Work required:
Your task is to quote the records from their first line through the line containing "const COLUMNS: &str", with nothing added or left out.

Given entries:
+-------+
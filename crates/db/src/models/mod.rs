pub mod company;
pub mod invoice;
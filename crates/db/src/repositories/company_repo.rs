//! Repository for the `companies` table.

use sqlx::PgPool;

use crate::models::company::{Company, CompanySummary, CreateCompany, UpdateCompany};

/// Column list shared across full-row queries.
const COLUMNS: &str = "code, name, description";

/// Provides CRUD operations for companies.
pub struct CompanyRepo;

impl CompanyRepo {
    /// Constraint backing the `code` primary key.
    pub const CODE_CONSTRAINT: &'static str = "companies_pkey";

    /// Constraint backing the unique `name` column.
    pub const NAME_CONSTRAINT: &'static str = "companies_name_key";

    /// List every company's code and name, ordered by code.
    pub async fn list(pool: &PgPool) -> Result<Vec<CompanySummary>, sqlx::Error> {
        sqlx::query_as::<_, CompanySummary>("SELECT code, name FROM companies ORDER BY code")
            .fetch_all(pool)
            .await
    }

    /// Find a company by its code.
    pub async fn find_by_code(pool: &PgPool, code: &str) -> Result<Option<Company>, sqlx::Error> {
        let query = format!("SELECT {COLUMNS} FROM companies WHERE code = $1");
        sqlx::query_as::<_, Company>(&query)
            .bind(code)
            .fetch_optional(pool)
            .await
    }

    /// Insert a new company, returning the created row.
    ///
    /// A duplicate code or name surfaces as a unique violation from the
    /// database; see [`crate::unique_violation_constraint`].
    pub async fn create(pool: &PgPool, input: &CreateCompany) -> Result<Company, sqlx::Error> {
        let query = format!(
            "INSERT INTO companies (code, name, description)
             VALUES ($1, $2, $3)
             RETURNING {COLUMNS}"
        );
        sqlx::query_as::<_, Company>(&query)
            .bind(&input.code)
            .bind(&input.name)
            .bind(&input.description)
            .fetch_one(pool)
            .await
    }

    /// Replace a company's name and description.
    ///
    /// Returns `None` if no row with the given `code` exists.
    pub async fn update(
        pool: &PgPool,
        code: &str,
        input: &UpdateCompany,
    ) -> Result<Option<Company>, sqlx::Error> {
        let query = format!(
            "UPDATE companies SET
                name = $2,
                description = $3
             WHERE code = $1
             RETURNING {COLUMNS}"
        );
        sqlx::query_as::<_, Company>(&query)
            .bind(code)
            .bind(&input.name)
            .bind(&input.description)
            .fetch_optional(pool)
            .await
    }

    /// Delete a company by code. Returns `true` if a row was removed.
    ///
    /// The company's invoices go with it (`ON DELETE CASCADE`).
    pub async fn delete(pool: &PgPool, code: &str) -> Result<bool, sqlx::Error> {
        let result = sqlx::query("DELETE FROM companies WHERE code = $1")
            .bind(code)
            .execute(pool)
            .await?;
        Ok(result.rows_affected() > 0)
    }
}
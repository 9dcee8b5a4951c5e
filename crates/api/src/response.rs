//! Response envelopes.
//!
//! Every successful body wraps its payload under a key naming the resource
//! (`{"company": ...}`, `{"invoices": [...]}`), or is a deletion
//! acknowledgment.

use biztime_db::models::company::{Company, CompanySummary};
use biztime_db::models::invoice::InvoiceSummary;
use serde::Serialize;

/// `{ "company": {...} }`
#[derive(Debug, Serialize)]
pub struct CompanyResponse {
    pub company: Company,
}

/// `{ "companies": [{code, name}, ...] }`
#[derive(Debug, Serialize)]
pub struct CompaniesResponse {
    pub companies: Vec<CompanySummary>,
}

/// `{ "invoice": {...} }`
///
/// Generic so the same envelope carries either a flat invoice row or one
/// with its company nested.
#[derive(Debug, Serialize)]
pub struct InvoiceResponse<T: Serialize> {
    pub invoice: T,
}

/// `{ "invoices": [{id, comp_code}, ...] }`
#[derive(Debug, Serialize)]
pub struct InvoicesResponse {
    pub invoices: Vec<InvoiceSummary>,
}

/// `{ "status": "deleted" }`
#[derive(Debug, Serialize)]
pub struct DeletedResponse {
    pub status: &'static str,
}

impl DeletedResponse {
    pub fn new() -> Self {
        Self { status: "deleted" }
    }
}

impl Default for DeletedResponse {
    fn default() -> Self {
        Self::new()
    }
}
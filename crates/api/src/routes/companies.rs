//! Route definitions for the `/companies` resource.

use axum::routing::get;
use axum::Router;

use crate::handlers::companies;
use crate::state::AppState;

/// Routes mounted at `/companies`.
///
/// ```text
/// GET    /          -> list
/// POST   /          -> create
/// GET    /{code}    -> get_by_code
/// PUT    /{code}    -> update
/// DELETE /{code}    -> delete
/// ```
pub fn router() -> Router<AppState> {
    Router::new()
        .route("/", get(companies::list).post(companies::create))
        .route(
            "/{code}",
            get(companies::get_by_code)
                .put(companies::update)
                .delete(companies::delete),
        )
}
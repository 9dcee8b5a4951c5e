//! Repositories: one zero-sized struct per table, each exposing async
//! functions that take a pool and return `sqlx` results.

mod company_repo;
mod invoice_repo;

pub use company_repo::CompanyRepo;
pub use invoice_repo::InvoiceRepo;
+-------+
Finished task:
filename crates/db/src/models/mod.rs
pub mod company;
pub mod invoice;
filename crates/db/src/repositories/company_repo.rs
//! Repository for the `companies` table.

use sqlx::PgPool;

use crate::models::company::{Company, CompanySummary, CreateCompany, UpdateCompany};

/// Column list shared across full-row queries.
const COLUMNS: &str = "code, name, description";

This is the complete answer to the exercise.